In the 36 patients treated at RP2D, grade ≥ 3 infections (primarily respiratory) were observed in 33.3%. Half the patients developed hypogammaglobulinemia. There was one dose-limiting toxicity (pneumonia) and one grade 5 event, death from pneumonia in a patient with suboptimal intravenous immunoglobulin (IVIG) support. Across all other doses, there were four dose-limiting toxicities and four grade 5 treatment-related events, including adenoviral encephalitis (in a patient without IVIG support), embolic stroke, multiple organ dysfunction syndrome, and pulmonary hemorrhage. “If you give optimal IVIG and prophylaxis, I think infections can be safely managed,” he said.

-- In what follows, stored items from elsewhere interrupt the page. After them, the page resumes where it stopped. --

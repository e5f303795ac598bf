//! Triangle command implementation

use miette::{Result, WrapErr};

use crate::cli::Commands;
use crate::common::{ConfigBuilder, FromCommand};
use crate::config::TriangleConfig;
use crate::error::ChalkboardError;

impl FromCommand for TriangleConfig {
    fn from_command(command: Commands) -> Result<Self, ChalkboardError> {
        match command {
            Commands::Triangle { rows, format } => TriangleConfig::builder()
                .with_rows(rows as usize)
                .with_format(format.format)
                .build(),
            _ => Err(ChalkboardError::ConfigurationError {
                message: "Invalid command type for TriangleConfig".to_string(),
            }),
        }
    }
}

crate::impl_try_from_command!(TriangleConfig);

/// Execute the triangle command for Pascal's triangle generation
pub fn execute_triangle_command(command: Commands) -> Result<()> {
    let config = TriangleConfig::from_command(command)
        .wrap_err("Failed to parse triangle command configuration")?;

    use crate::executors::CommandExecutor;
    use crate::executors::triangle::TriangleExecutor;
    TriangleExecutor::execute(config)
}
//! Core data structures shared across the application
//!
//! Contains plain value types with minimal logic.

pub mod types;

pub use types::*;
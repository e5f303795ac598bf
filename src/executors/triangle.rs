//! Triangle command executor

use console::style;
use miette::{IntoDiagnostic, Result, WrapErr};

use crate::cli::OutputFormat;
use crate::config::TriangleConfig;
use crate::executors::CommandExecutor;
use crate::reports::{HumanReportGenerator, JsonReportGenerator, ReportGenerator, TriangleOutcome};
use crate::sequences::pascal;

pub struct TriangleExecutor;

impl CommandExecutor for TriangleExecutor {
    type Config = TriangleConfig;

    fn execute(config: Self::Config) -> Result<()> {
        eprintln!(
            "{} Stacking up {} rows of Pascal's triangle...\n",
            style("📐").cyan(),
            style(config.rows).bold()
        );

        let outcome = TriangleOutcome {
            rows: pascal::rows(config.rows),
        };

        let report_result = match config.format {
            OutputFormat::Human => HumanReportGenerator::new().generate_report(&outcome),
            OutputFormat::Json => JsonReportGenerator::new().generate_report(&outcome),
        };

        match report_result {
            Ok(report) => print!("{report}"),
            Err(e) => {
                return Err(e)
                    .into_diagnostic()
                    .wrap_err("Failed to generate report");
            }
        }

        Ok(())
    }
}
use miette::Result;

/// Main entry point for the chalkboard CLI tool
fn main() -> Result<()> {
    // Install miette's panic and error handler for beautiful error reporting
    miette::set_panic_hook();

    // Run the library's main function
    chalkboard::run()
}
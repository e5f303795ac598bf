/// One element of a linked list
///
/// `next` is an arena index, or `None` for the terminal node. In a cyclic
/// list the last node's `next` points back to an earlier index.
#[derive(Debug, Clone, Copy, PartialEq, Eq)]
pub struct Node {
    value: i64,
    next: Option<usize>,
}

impl Node {
    pub fn value(&self) -> i64 {
        self.value
    }

    pub fn next(&self) -> Option<usize> {
        self.next
    }
}

/// A singly linked list backed by an arena of nodes
///
/// The list is constructed once and never mutated afterwards; the detector
/// and the renderers only read it.
#[derive(Debug, Clone, Default)]
pub struct LinkedList {
    nodes: Vec<Node>,
}

impl LinkedList {
    /// Build a list from `values` in order, optionally closing the tail
    /// onto `nodes[cycle_index]`.
    ///
    /// An out-of-range `cycle_index` (including any index against an empty
    /// input) is treated as "no cycle requested" rather than an error,
    /// matching the behavior of the demo this tool reproduces.
    pub fn build(values: &[i64], cycle_index: Option<usize>) -> Self {
        let mut nodes: Vec<Node> = values
            .iter()
            .enumerate()
            .map(|(i, &value)| Node {
                value,
                next: (i + 1 < values.len()).then_some(i + 1),
            })
            .collect();

        if let Some(target) = cycle_index
            && target < nodes.len()
            && let Some(last) = nodes.last_mut()
        {
            last.next = Some(target);
        }

        Self { nodes }
    }

    /// Index of the head node, or `None` for an empty list
    pub fn head(&self) -> Option<usize> {
        (!self.nodes.is_empty()).then_some(0)
    }

    /// Value stored at `index`
    ///
    /// # Panics
    ///
    /// Panics if `index` is out of bounds; indices only ever come from
    /// [`LinkedList::head`] and [`LinkedList::next`], which never produce
    /// a dangling one.
    pub fn value(&self, index: usize) -> i64 {
        self.nodes[index].value
    }

    /// Successor of the node at `index`, or `None` at the terminal node
    pub fn next(&self, index: usize) -> Option<usize> {
        self.nodes[index].next
    }

    /// Number of nodes in the arena
    pub fn len(&self) -> usize {
        self.nodes.len()
    }

    pub fn is_empty(&self) -> bool {
        self.nodes.is_empty()
    }

    /// Node values in construction order
    pub fn values(&self) -> impl Iterator<Item = i64> + '_ {
        self.nodes.iter().map(Node::value)
    }

    /// All nodes in construction order
    pub fn nodes(&self) -> &[Node] {
        &self.nodes
    }
}

#[cfg(test)]
mod tests {
    use pretty_assertions::assert_eq;

    use super::*;

    #[test]
    fn test_build_links_nodes_in_order() {
        let list = LinkedList::build(&[3, 2, 0, -4], None);

        assert_eq!(list.len(), 4);
        assert_eq!(list.head(), Some(0));
        assert_eq!(list.value(0), 3);
        assert_eq!(list.next(0), Some(1));
        assert_eq!(list.next(1), Some(2));
        assert_eq!(list.next(2), Some(3));
        assert_eq!(list.next(3), None);
    }

    #[test]
    fn test_build_closes_cycle_at_index() {
        let list = LinkedList::build(&[3, 2, 0, -4], Some(1));

        assert_eq!(list.next(3), Some(1));
        // The straight run before the cycle is untouched
        assert_eq!(list.next(0), Some(1));
    }

    #[test]
    fn test_build_single_node_self_cycle() {
        let list = LinkedList::build(&[1], Some(0));

        assert_eq!(list.len(), 1);
        assert_eq!(list.next(0), Some(0));
    }

    #[test]
    fn test_build_ignores_out_of_range_cycle_index() {
        let list = LinkedList::build(&[1, 2, 3], Some(3));
        assert_eq!(list.next(2), None);

        let list = LinkedList::build(&[1, 2, 3], Some(usize::MAX));
        assert_eq!(list.next(2), None);
    }

    #[test]
    fn test_build_empty_input() {
        let list = LinkedList::build(&[], None);
        assert!(list.is_empty());
        assert_eq!(list.head(), None);

        // A cycle request against an empty input is ignored, not an error
        let list = LinkedList::build(&[], Some(0));
        assert!(list.is_empty());
    }

    #[test]
    fn test_values_iterator_preserves_order() {
        let list = LinkedList::build(&[5, -3, 7], Some(0));
        let values: Vec<i64> = list.values().collect();
        assert_eq!(values, vec![5, -3, 7]);
    }
}
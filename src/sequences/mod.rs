//! Supporting textbook sequences
//!
//! The two non-list algorithms the tool demonstrates:
//! - pascal: Pascal's triangle rows from the binomial recurrence
//! - factorial: trailing zeros of n! from the factors-of-five reduction

pub mod factorial;
pub mod pascal;
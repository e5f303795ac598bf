//! Zeros command implementation

use miette::{Result, WrapErr};

use crate::cli::Commands;
use crate::common::{ConfigBuilder, FromCommand};
use crate::config::ZerosConfig;
use crate::error::ChalkboardError;

impl FromCommand for ZerosConfig {
    fn from_command(command: Commands) -> Result<Self, ChalkboardError> {
        match command {
            Commands::Zeros { n, format } => ZerosConfig::builder()
                .with_n(n)
                .with_format(format.format)
                .build(),
            _ => Err(ChalkboardError::ConfigurationError {
                message: "Invalid command type for ZerosConfig".to_string(),
            }),
        }
    }
}

crate::impl_try_from_command!(ZerosConfig);

/// Execute the zeros command for factorial trailing-zero counting
pub fn execute_zeros_command(command: Commands) -> Result<()> {
    let config = ZerosConfig::from_command(command)
        .wrap_err("Failed to parse zeros command configuration")?;

    use crate::executors::CommandExecutor;
    use crate::executors::zeros::ZerosExecutor;
    ZerosExecutor::execute(config)
}
//! Pascal's triangle row generation

/// Generate the first `count` rows of Pascal's triangle
///
/// Row `r` has `r + 1` entries; the ends are 1 and every interior entry is
/// the sum of the two entries above it. `count = 0` yields an empty
/// triangle.
pub fn rows(count: usize) -> Vec<Vec<u64>> {
    let mut triangle: Vec<Vec<u64>> = Vec::with_capacity(count);

    for row in 0..count {
        let mut current = vec![1u64; row + 1];
        for col in 1..row {
            current[col] = triangle[row - 1][col - 1] + triangle[row - 1][col];
        }
        triangle.push(current);
    }

    triangle
}

#[cfg(test)]
mod tests {
    use pretty_assertions::assert_eq;

    use super::*;

    #[test]
    fn test_zero_rows() {
        assert!(rows(0).is_empty());
    }

    #[test]
    fn test_first_row_is_unit() {
        assert_eq!(rows(1), vec![vec![1]]);
    }

    #[test]
    fn test_first_five_rows() {
        let triangle = rows(5);
        assert_eq!(
            triangle,
            vec![
                vec![1],
                vec![1, 1],
                vec![1, 2, 1],
                vec![1, 3, 3, 1],
                vec![1, 4, 6, 4, 1],
            ]
        );
    }

    #[test]
    fn test_rows_sum_to_powers_of_two() {
        for (row, entries) in rows(8).iter().enumerate() {
            let sum: u64 = entries.iter().sum();
            assert_eq!(sum, 1 << row);
        }
    }
}
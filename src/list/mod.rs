//! # Linked List Module
//!
//! This module builds the singly linked lists the cycle detector walks.
//!
//! ## Representation
//!
//! Nodes live in an arena owned by the [`LinkedList`]; a node's `next` is
//! an index into that arena rather than an owning pointer. A cyclic list is
//! therefore just an index pointing backwards - storage lifetime stays with
//! the list and no reference cycle can leak.
//!
//! ## Example
//!
//! ```
//! use chalkboard::list::LinkedList;
//!
//! // A rho-shaped list: 3 → 2 → 0 → -4 → (back to 2)
//! let list = LinkedList::build(&[3, 2, 0, -4], Some(1));
//!
//! assert_eq!(list.len(), 4);
//! assert_eq!(list.head(), Some(0));
//! assert_eq!(list.next(3), Some(1));
//! ```

mod builder;

pub use builder::*;
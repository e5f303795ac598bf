//! Core type definitions
//!
//! This module contains the basic data structures used throughout the
//! application, with minimal logic - focusing on data representation.

use serde::Serialize;

/// Outcome of running the cycle detector over a linked list
///
/// `entry_value` and `entry_position` are only meaningful when `detected`
/// is true. The position is the zero-based distance from the head to the
/// cycle's entry node along construction order.
#[derive(Debug, Clone, Copy, PartialEq, Eq, Serialize)]
pub struct CycleResult {
    pub detected: bool,
    pub entry_value: Option<i64>,
    pub entry_position: Option<usize>,
}

impl CycleResult {
    /// The result for any acyclic list
    pub fn acyclic() -> Self {
        Self {
            detected: false,
            entry_value: None,
            entry_position: None,
        }
    }

    /// A detected cycle entering at `position` with the given node value
    pub fn cycle_at(value: i64, position: usize) -> Self {
        Self {
            detected: true,
            entry_value: Some(value),
            entry_position: Some(position),
        }
    }

    /// Entry position as the original UI encodes it: `-1` when absent
    pub fn position_or_sentinel(&self) -> i64 {
        match self.entry_position {
            Some(position) => position as i64,
            None => -1,
        }
    }
}
//! Render loop controller: drives the session lifecycle per layer
//! (start, fast refresh, steady refresh, stop) under halt conditions,
//! staying responsive to cancellation through cooperative polling.

use std::thread;
use std::time::{Duration, Instant};

use crate::compositor::{self, PipelineRemap};
use crate::engine::{RenderHost, RenderSession, SceneExporter};
use crate::error::DriverError;
use crate::errorlog::ErrorLog;
use crate::framebuffer::FrameBuffer;
use crate::halt;
use crate::settings::{FilesaverFormat, LayerSettings, RenderSettings};

/// Cancellation checks per poll sleep during the fast refresh phase
const FAST_REFRESH_BREAK_CHECKS: u32 = 10;

/// Timing knobs of the polling loop, in seconds. Tests compress these to
/// keep wall-clock time down; production uses the defaults.
#[derive(Debug, Clone, Copy)]
pub struct LoopTiming {
    /// Wall-clock window of the fast startup refresh phase
    pub fast_refresh_duration: f32,
    /// Cadence of statistics polls in the steady phase
    pub stat_refresh_interval: f32,
    /// Delay before the suggested clamp value is computed
    pub clamp_warmup: f32,
    /// Sleep between loop iterations
    pub poll_sleep: f32,
}

impl Default for LoopTiming {
    fn default() -> Self {
        Self {
            fast_refresh_duration: 5.0,
            stat_refresh_interval: 1.0,
            clamp_warmup: 10.0,
            poll_sleep: 1.0 / 60.0,
        }
    }
}

/// Mutable per-render state. Owned by the loop controller and lent to the
/// compositor and buffer manager, never ambient.
pub struct RenderContext {
    pub exporter: Box<dyn SceneExporter>,
    /// Live session while a layer renders
    pub session: Option<Box<dyn RenderSession>>,
    /// Frame buffers of the layer currently rendering
    pub framebuffer: Option<FrameBuffer>,
    /// Channels remapped to tonemapped imagepipeline slots
    pub remap: PipelineRemap,
}

impl RenderContext {
    pub fn new(exporter: Box<dyn SceneExporter>) -> Self {
        Self {
            exporter,
            session: None,
            framebuffer: None,
            remap: PipelineRemap::new(),
        }
    }
}

/// Suggested radiance clamp value from the average film luminance.
/// Only meaningful while clamping is disabled.
pub fn find_suggested_clamp_value(session: &dyn RenderSession) -> f32 {
    let luminance = session.film_luminance();
    if luminance <= 0.0 {
        0.0
    } else {
        let scaled = luminance * 10.0;
        scaled * scaled
    }
}

/// Render all enabled layers sequentially. Fatal configuration errors
/// abort before any session starts; cancellation skips remaining layers.
pub fn render(
    host: &mut dyn RenderHost,
    ctx: &mut RenderContext,
    settings: &RenderSettings,
    errorlog: &mut ErrorLog,
    timing: &LoopTiming,
) -> Result<(), DriverError> {
    errorlog.clear();

    if settings.enabled_layers().count() > 1 && settings.imagepipeline.tonemapper.is_automatic() {
        errorlog.add_warning(
            "Using an automatic tonemapper with multiple render layers \
             will result in brightness differences",
        );
    }

    halt::check_halt_conditions(settings, errorlog)?;

    for layer in &settings.layers {
        if !layer.enabled {
            continue;
        }
        if host.layer_surface(&layer.name).is_none() {
            // The host declined to provide a surface for this layer
            continue;
        }

        log::info!("Rendering layer \"{}\"", layer.name);
        render_layer(host, ctx, settings, layer, timing)?;

        if host.test_break() {
            // Skip the remaining layers
            return Ok(());
        }
        log::info!("Finished rendering layer \"{}\"", layer.name);
    }

    Ok(())
}

/// Drive one layer through start, fast refresh, steady refresh and stop
fn render_layer(
    host: &mut dyn RenderHost,
    ctx: &mut RenderContext,
    settings: &RenderSettings,
    layer: &LayerSettings,
    timing: &LoopTiming,
) -> Result<(), DriverError> {
    ctx.remap.clear();

    // The exporter records imagepipeline remap assignments while it builds
    // the session
    let session = ctx
        .exporter
        .create_session(&mut ctx.remap)
        .map_err(DriverError::SessionSetup)?;
    let Some(mut session) = session else {
        // No session and no error: the user cancelled during export
        log::info!("Export cancelled by user.");
        return Ok(());
    };

    host.update_stats("Render", "Starting session...");
    ctx.framebuffer = Some(FrameBuffer::new(settings));
    session.start().map_err(DriverError::SessionStart)?;
    ctx.session = Some(session);

    let start = Instant::now();

    if settings.config.use_filesaver {
        // The engine only serializes the scene to disk in this mode
        finish_filesaver(host, ctx, settings);
        return Ok(());
    }

    let mut done = false;

    // Fast refresh on startup so the user quickly sees an image forming.
    // Skipped during animation renders for performance.
    if !settings.is_animation {
        let refresh_interval = settings.display.shortest_interval();
        let mut last_refresh: Option<Instant> = None;

        while !done {
            let now = Instant::now();

            let refresh_due = last_refresh
                .map_or(true, |t| now.duration_since(t).as_secs_f32() > refresh_interval);
            if refresh_due {
                refresh(host, ctx, settings, layer, true, None);
                last_refresh = Some(now);
                done = host.test_break() || session_has_done(ctx);
            }

            if now.duration_since(start).as_secs_f32() > timing.fast_refresh_duration {
                // Time to switch to the slow refresh loop below
                break;
            }

            // Check for cancellation at sub-sleep granularity to keep
            // cancel latency low in this phase
            for _ in 0..FAST_REFRESH_BREAK_CHECKS {
                if host.test_break() {
                    done = true;
                    break;
                }
                thread::sleep(Duration::from_secs_f32(
                    timing.poll_sleep / FAST_REFRESH_BREAK_CHECKS as f32,
                ));
            }
        }
    }

    // Main loop, refreshing the film at the user-configured interval
    let mut last_film_refresh = Instant::now();
    let mut last_stat_refresh = Instant::now();
    let mut computed_optimal_clamp = false;

    while !done {
        let now = Instant::now();

        if now.duration_since(last_stat_refresh).as_secs_f32() > timing.stat_refresh_interval {
            // Stats must be checked often to notice a met halt condition,
            // but film drawing is expensive and runs on its own interval
            let time_until_film_refresh = settings.display.interval
                - now.duration_since(last_film_refresh).as_secs_f32();
            let mut draw_film = time_until_film_refresh <= 0.0;

            // Session update (imagepipeline, light groups)
            let changes = ctx.exporter.get_changes();
            apply_changes(ctx, changes);
            // Refresh quickly when the user changed something
            draw_film |= changes;

            refresh(host, ctx, settings, layer, draw_film, Some(time_until_film_refresh));
            done = host.test_break() || session_has_done(ctx);

            last_stat_refresh = now;
            if draw_film {
                last_film_refresh = now;
            }
        }

        // Report the optimal clamp value once after a warmup phase, only
        // while clamping is disabled - otherwise the value is meaningless
        if !computed_optimal_clamp
            && !settings.config.path.use_clamping
            && start.elapsed().as_secs_f32() > timing.clamp_warmup
        {
            if let Some(session) = ctx.session.as_deref() {
                let optimal_clamp = find_suggested_clamp_value(session);
                log::info!("Recommended clamp value: {}", optimal_clamp);
                host.report_info(&format!("Recommended clamp value: {}", optimal_clamp));
            }
            computed_optimal_clamp = true;
        }

        // Don't burn CPU on this loop, but stay responsive
        thread::sleep(Duration::from_secs_f32(timing.poll_sleep));
    }

    // The user wants to stop or a halt condition was reached:
    // draw the final result, then shut the session down
    refresh(host, ctx, settings, layer, true, None);
    host.update_stats("Render", "Stopping session...");
    if let Some(session) = ctx.session.as_deref_mut() {
        session.stop();
    }
    ctx.session = None;
    ctx.framebuffer = None;
    Ok(())
}

/// File-export mode: stop immediately, report where the engine wrote the
/// scene, release the session. No refresh phases.
fn finish_filesaver(host: &mut dyn RenderHost, ctx: &mut RenderContext, settings: &RenderSettings) {
    if let Some(session) = ctx.session.as_deref_mut() {
        session.stop();

        let key = match settings.config.filesaver_format {
            FilesaverFormat::Bin => "filesaver.filename",
            FilesaverFormat::Txt => "filesaver.directory",
        };
        match session.render_config().get(key) {
            Some(path) => host.report_info(&format!("Exported to \"{}\"", path)),
            None => log::warn!("Engine did not report a filesaver output path"),
        }
    }
    ctx.session = None;
    ctx.framebuffer = None;
}

fn session_has_done(ctx: &RenderContext) -> bool {
    ctx.session.as_deref().map_or(true, |s| s.has_done())
}

/// Push pending configuration edits into the running session
fn apply_changes(ctx: &mut RenderContext, changes: bool) {
    let RenderContext {
        exporter, session, ..
    } = ctx;
    if let Some(session) = session.as_deref_mut() {
        if let Err(err) = exporter.update_session(changes, session) {
            log::error!("Failed to apply configuration changes: {}", err);
        }
    }
}

/// Update the host status display and optionally draw the film into the
/// layer surface. Frame-level failures are logged, never fatal.
fn refresh(
    host: &mut dyn RenderHost,
    ctx: &mut RenderContext,
    settings: &RenderSettings,
    layer: &LayerSettings,
    draw_film: bool,
    time_until_film_refresh: Option<f32>,
) {
    let preview = host.is_preview();
    let RenderContext {
        exporter,
        session,
        framebuffer,
        remap,
    } = ctx;
    let (Some(session), Some(fb)) = (session.as_deref(), framebuffer.as_mut()) else {
        return;
    };

    let stats = session.statistics();
    let mut status = format!("{:.0}s | {} samples", stats.elapsed_seconds, stats.samples);
    if let Some(remaining) = time_until_film_refresh {
        if remaining > 0.0 {
            status.push_str(&format!(" | film refresh in {:.0}s", remaining));
        }
    }
    host.update_stats("Render", &status);

    if draw_film {
        let Some(surface) = host.layer_surface(&layer.name) else {
            return;
        };
        let result = compositor::composite(
            fb,
            session,
            layer,
            &settings.lightgroups,
            exporter.as_ref(),
            remap,
            surface,
            preview,
        );
        if let Err(err) = result {
            log::error!("Film refresh failed: {}", err);
        }
    }
}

As compared with the bispecific antibodies, Dr. Popat maintained that JNJ-5322 does appear to cause less cytokine-release syndrome and immune effector cell–associated neurotoxicity (ICAN); there were no cases of ICAN at the RP2D. The study also demonstrated the impact of prophylactic tocilizumab on this toxicity, based on outcomes of patients who received the drug and those who did not. Without tocilizumab, 69% developed cytokine-release syndrome (54% grade 1, 15% grade 2), but this rate dropped to 20% (all grade 1) with tocilizumab on board. “This really underpins the ability to give this drug as an outpatient strategy,” he commented.
Taste abnormalities did occur, but weight loss was not a significant problem with this drug. “This is a very different profile from what we see with talquetamab, where 30% of those patients develop weight loss,” he noted. “Our patients were doing extremely well without any intervention from us.” The investigators are currently assessing quality of life, and this will include questionnaires specific to oral toxicities.
Disclosure: Dr. Popat reported relationships with AbbVie, BMS, Celgene, GlaxoSmithKline, Johnson & Johnson/Janssen, Pfizer, Galapagos NV, Janssen, Regeneron, Roche, and Sanofi.